INTERVIEW. Studnitzky: "The more I play music, the more I understand that I understand nothing"
Studnitzky is an acclaimed German trumpeter who feels equally at home with jazz, classical and electronic music. The ingredients of his latest single "Dusk" are a pulsing bass, a dark and unrestful ambient soundscape, some noises that sound like field recordings and, of course, trumpet. The soundscape and bass sound like humming power lines in a lonely and god-forgotten place and the trumpet really sounds like no one else. We talked to Studnitzky about "Dusk" and his approach to music.
— Could you please tell more about the influences behind "Dusk"?
— I like the concept of minimalism and improvising a long form. When you improvise for such a long period, the rests are even more important than the notes that you play… Miles Davis was a master of playing in a way that could continue forever, and it was mainly because of his mastery of breaks between the melodies.
— How was the track recorded?
— The track was basically an improvisation during one of my daily midnight solo jams. These solo jams were so different. Some nights I played only piano, sometimes it ended up in a techno jam, and this one night I just improvised with my muted trumpet on that synthesizer drone… There is zero edit. Its exactly as it was played. A very old school jazz approach, where you record one take of a song and that's it…
A video from the night the song was recorded.
— How do you exercise improvisation? Do you have any methods for it?

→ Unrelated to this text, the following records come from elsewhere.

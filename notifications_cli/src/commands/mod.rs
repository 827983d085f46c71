//! CLI subcommand implementations.

pub mod notifications;
pub mod send;
pub mod templates;

use anyhow::{bail, Result};
use notifications_api::types::Personalisation;
use serde_json::Value;

/// Parses repeated `key=value` arguments into template personalisation.
/// Later duplicates win.
pub fn parse_personalisation(pairs: &[String]) -> Result<Personalisation> {
    let mut personalisation = Personalisation::new();
    for pair in pairs {
        let Some((key, value)) = pair.split_once('=') else {
            bail!("personalisation must be key=value, got '{}'", pair);
        };
        let key = key.trim();
        if key.is_empty() {
            bail!("personalisation key is empty in '{}'", pair);
        }
        personalisation.insert(key.to_string(), Value::String(value.to_string()));
    }
    Ok(personalisation)
}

— I've practiced improvisation for my whole life. How you do it? Hmm… Improvising isn't so special. Everybody improvises while talking with another person. But it gets a bit more intense when you improvise alone – in a solo situation. The only way to get it right is to completely concentrate and trust yourself. Each idea or impulse is for a reason and is right. In the end music is a code for emotions and vibe, and the way you order the notes and rhythm creates a certain emotion and vibe. It's such a mysterious miracle, and the more I play music, the more I understand that I understand nothing.